EXERCISE DESCRIPTION |
Produce the records again in full, exactly as shown below.

DATA RECORDS |
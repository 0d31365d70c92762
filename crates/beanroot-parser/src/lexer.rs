//! Line tokenizer built on Logos.
//!
//! The ledger grammar is line oriented: a directive header starts in column
//! zero and its postings and metadata follow on indented lines. The parser
//! splits lines itself and hands each one to [`tokenize`].

use logos::Logos;
use std::fmt;

/// Tokens of one source line.
#[derive(Logos, Debug, Clone, PartialEq, Eq)]
#[logos(skip r"[ \t]+")]
pub enum Token<'src> {
    // ===== Literals =====
    /// A date, `YYYY-MM-DD` or `YYYY/MM/DD`.
    #[regex(r"\d{4}[-/]\d{2}[-/]\d{2}")]
    Date(&'src str),

    /// A number with optional sign, thousands separators and decimals.
    #[regex(r"-?(\d{1,3}(,\d{3})*|\d+)(\.\d+)?")]
    Number(&'src str),

    /// A double-quoted string; the slice includes the quotes.
    #[regex(r#""([^"\\]|\\.)*""#)]
    String(&'src str),

    /// An account name with at least two segments.
    #[regex(r"[A-Z][A-Za-z0-9-]*(:[A-Z0-9][A-Za-z0-9-]*)+")]
    Account(&'src str),

    /// A currency code of two or more characters.
    #[regex(r"[A-Z][A-Z0-9'._-]+")]
    Currency(&'src str),

    /// `#tag`
    #[regex(r"#[a-zA-Z0-9-_/.]+")]
    Tag(&'src str),

    /// A `;` comment running to the end of the line.
    #[regex(r";[^\n\r]*")]
    Comment(&'src str),

    /// `^link`
    #[regex(r"\^[a-zA-Z0-9-_/.]+")]
    Link(&'src str),

    /// A metadata key; the slice includes the trailing colon.
    #[regex(r"[a-z][a-zA-Z0-9_-]*:")]
    MetaKey(&'src str),

    // ===== Keywords =====
    /// `txn`
    #[token("txn")]
    Txn,
    /// `balance`
    #[token("balance")]
    Balance,
    /// `open`
    #[token("open")]
    Open,
    /// `close`
    #[token("close")]
    Close,
    /// `commodity`
    #[token("commodity")]
    Commodity,
    /// `pad`
    #[token("pad")]
    Pad,
    /// `event`
    #[token("event")]
    Event,
    /// `query`
    #[token("query")]
    Query,
    /// `note`
    #[token("note")]
    Note,
    /// `document`
    #[token("document")]
    Document,
    /// `price`
    #[token("price")]
    Price,
    /// `custom`
    #[token("custom")]
    Custom,
    /// `option`
    #[token("option")]
    Option_,
    /// `include`
    #[token("include")]
    Include,
    /// `plugin`
    #[token("plugin")]
    Plugin,
    /// `pushtag`
    #[token("pushtag")]
    Pushtag,
    /// `poptag`
    #[token("poptag")]
    Poptag,
    /// `TRUE`
    #[token("TRUE")]
    True,
    /// `FALSE`
    #[token("FALSE")]
    False,

    // ===== Punctuation =====
    /// `{{`
    #[token("{{")]
    LDoubleBrace,
    /// `}}`
    #[token("}}")]
    RDoubleBrace,
    /// `{`
    #[token("{")]
    LBrace,
    /// `}`
    #[token("}")]
    RBrace,
    /// `@@`
    #[token("@@")]
    AtAt,
    /// `@`
    #[token("@")]
    At,
    /// `,`
    #[token(",")]
    Comma,
    /// `~`
    #[token("~")]
    Tilde,

    // ===== Flags =====
    /// `*`
    #[token("*")]
    Star,
    /// `!`
    #[token("!")]
    Pending,
    /// Other single-letter flags.
    #[regex(r"[PSTCURM?%&]")]
    Flag(&'src str),
}

impl Token<'_> {
    /// The flag character, if this token can flag a transaction or posting.
    pub fn flag(&self) -> Option<char> {
        match self {
            Self::Star => Some('*'),
            Self::Pending => Some('!'),
            Self::Flag(s) => s.chars().next(),
            _ => None,
        }
    }
}

impl fmt::Display for Token<'_> {
    fn fmt(&self, f: &mut fmt::Formatter<'_>) -> fmt::Result {
        let text = match self {
            Self::Date(s)
            | Self::Number(s)
            | Self::String(s)
            | Self::Account(s)
            | Self::Currency(s)
            | Self::Tag(s)
            | Self::Link(s)
            | Self::MetaKey(s)
            | Self::Comment(s)
            | Self::Flag(s) => s,
            Self::Txn => "txn",
            Self::Balance => "balance",
            Self::Open => "open",
            Self::Close => "close",
            Self::Commodity => "commodity",
            Self::Pad => "pad",
            Self::Event => "event",
            Self::Query => "query",
            Self::Note => "note",
            Self::Document => "document",
            Self::Price => "price",
            Self::Custom => "custom",
            Self::Option_ => "option",
            Self::Include => "include",
            Self::Plugin => "plugin",
            Self::Pushtag => "pushtag",
            Self::Poptag => "poptag",
            Self::True => "TRUE",
            Self::False => "FALSE",
            Self::LDoubleBrace => "{{",
            Self::RDoubleBrace => "}}",
            Self::LBrace => "{",
            Self::RBrace => "}",
            Self::AtAt => "@@",
            Self::At => "@",
            Self::Comma => ",",
            Self::Tilde => "~",
            Self::Star => "*",
            Self::Pending => "!",
        };
        f.write_str(text)
    }
}

/// Tokenize one line, dropping comments. Fails with the offending text on
/// the first unrecognized character.
pub fn tokenize(line: &str) -> Result<Vec<Token<'_>>, String> {
    let mut lexer = Token::lexer(line);
    let mut tokens = Vec::new();
    while let Some(result) = lexer.next() {
        match result {
            Ok(Token::Comment(_)) => {}
            Ok(token) => tokens.push(token),
            Err(()) => return Err(lexer.slice().to_string()),
        }
    }
    Ok(tokens)
}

WRITTEN REPLY |
repository 0d31365d70c92762
filename crates/beanroot-parser/src/lexer.rs
//! Line tokenizer built on Logos.
//!
//! The ledger grammar is line oriented: a directive header starts in column
//! zero and its postings and metadata follow on indented lines. The parser
//! splits lines itself and hands each one to [`tokenize`].

use logos::Logos;
use std::fmt;

/// Tokens of one source line.
#[derive(Logos, Debug, Clone, PartialEq, Eq)]
#[logos(skip r"[ \t]+")]
pub enum Token<'src> {
    // ===== Literals =====
    /// A date, `YYYY-MM-DD` or `YYYY/MM/DD`.
    #[regex(r"\d{4}[-/]\d{2}[-/]\d{2}")]
    Date(&'src str),

    /// A number with optional sign, thousands separators and decimals.
    #[regex(r"-?(\d{1,3}(,\d{3})*|\d+)(\.\d+)?")]
    Number(&'src str),

    /// A double-quoted string; the slice includes the quotes.
    #[regex(r#""([^"\\]|\\.)*""#)]
    String(&'src str),

    /// An account name with at least two segments.
    #[regex(r"[A-Z][A-Za-z0-9-]*(:[A-Z0-9][A-Za-z0-9-]*)+")]
    Account(&'src str),

    /// A currency code of two or more characters.
    #[regex(r"[A-Z][A-Z0-9'._-]+")]
    Currency(&'src str),

    /// `#tag`
    #[regex(r"#[a-zA-Z0-9-_/.]+")]
    Tag(&'src str),

    /// A `;` comment running to the end of the line.
    #[regex(r";[^\n\r]*")]
    Comment(&'src str),

    /// `^link`
    #[regex(r"\^[a-zA-Z0-9-_/.]+")]
    Link(&'src str),

    /// A metadata key; the slice includes the trailing colon.
    #[regex(r"[a-z][a-zA-Z0-9_-]*:")]
    MetaKey(&'src str),

    // ===== Keywords =====
    /// `txn`
    #[token("txn")]
    Txn,
    /// `balance`
    #[token("balance")]
    Balance,
    /// `open`
    #[token("open")]
    Open,
    /// `close`
    #[token("close")]
    Close,
    /// `commodity`
    #[token("commodity")]
    Commodity,
    /// `pad`
    #[token("pad")]
    Pad,
    /// `event`
    #[token("event")]
    Event,
    /// `query`
    #[token("query")]
    Query,
    /// `note`
    #[token("note")]
    Note,
    /// `document`
    #[token("document")]
    Document,
    /// `price`
    #[token("price")]
    Price,
    /// `custom`
    #[token("custom")]
    Custom,
    /// `option`
    #[token("option")]
    Option_,
    /// `include`
    #[token("include")]
    Include,
    /// `plugin`
    #[token("plugin")]
    Plugin,
    /// `pushtag`
    #[token("pushtag")]
    Pushtag,
    /// `poptag`
    #[token("poptag")]
    Poptag,
    /// `TRUE`
    #[token("TRUE")]
    True,
    /// `FALSE`
    #[token("FALSE")]
    False,

    // ===== Punctuation =====
    /// `{{`
    #[token("{{")]
    LDoubleBrace,
    /// `}}`
    #[token("}}")]
    RDoubleBrace,
    /// `{`
    #[token("{")]
    LBrace,
    /// `}`
    #[token("}")]
    RBrace,
    /// `@@`
    #[token("@@")]
    AtAt,
    /// `@`
    #[token("@")]
    At,
    /// `,`
    #[token(",")]
    Comma,
    /// `~`
    #[token("~")]
    Tilde,

    // ===== Flags =====
    /// `*`
    #[token("*")]
    Star,
    /// `!`
    #[token("!")]
    Pending,
    /// Other single-letter flags.
    #[regex(r"[PSTCURM?%&]")]
    Flag(&'src str),
}

impl Token<'_> {
    /// The flag character, if this token can flag a transaction or posting.
    pub fn flag(&self) -> Option<char> {
        match self {
            Self::Star => Some('*'),
            Self::Pending => Some('!'),
            Self::Flag(s) => s.chars().next(),
            _ => None,
        }
    }
}

impl fmt::Display for Token<'_> {
    fn fmt(&self, f: &mut fmt::Formatter<'_>) -> fmt::Result {
        let text = match self {
            Self::Date(s)
            | Self::Number(s)
            | Self::String(s)
            | Self::Account(s)
            | Self::Currency(s)
            | Self::Tag(s)
            | Self::Link(s)
            | Self::MetaKey(s)
            | Self::Comment(s)
            | Self::Flag(s) => s,
            Self::Txn => "txn",
            Self::Balance => "balance",
            Self::Open => "open",
            Self::Close => "close",
            Self::Commodity => "commodity",
            Self::Pad => "pad",
            Self::Event => "event",
            Self::Query => "query",
            Self::Note => "note",
            Self::Document => "document",
            Self::Price => "price",
            Self::Custom => "custom",
            Self::Option_ => "option",
            Self::Include => "include",
            Self::Plugin => "plugin",
            Self::Pushtag => "pushtag",
            Self::Poptag => "poptag",
            Self::True => "TRUE",
            Self::False => "FALSE",
            Self::LDoubleBrace => "{{",
            Self::RDoubleBrace => "}}",
            Self::LBrace => "{",
            Self::RBrace => "}",
            Self::AtAt => "@@",
            Self::At => "@",
            Self::Comma => ",",
            Self::Tilde => "~",
            Self::Star => "*",
            Self::Pending => "!",
        };
        f.write_str(text)
    }
}

/// Tokenize one line, dropping comments. Fails with the offending text on
/// the first unrecognized character.
pub fn tokenize(line: &str) -> Result<Vec<Token<'_>>, String> {
    let mut lexer = Token::lexer(line);
    let mut tokens = Vec::new();
    while let Some(result) = lexer.next() {
        match result {
            Ok(Token::Comment(_)) => {}
            Ok(token) => tokens.push(token),
            Err(()) => return Err(lexer.slice().to_string()),
        }
    }
    Ok(tokens)
}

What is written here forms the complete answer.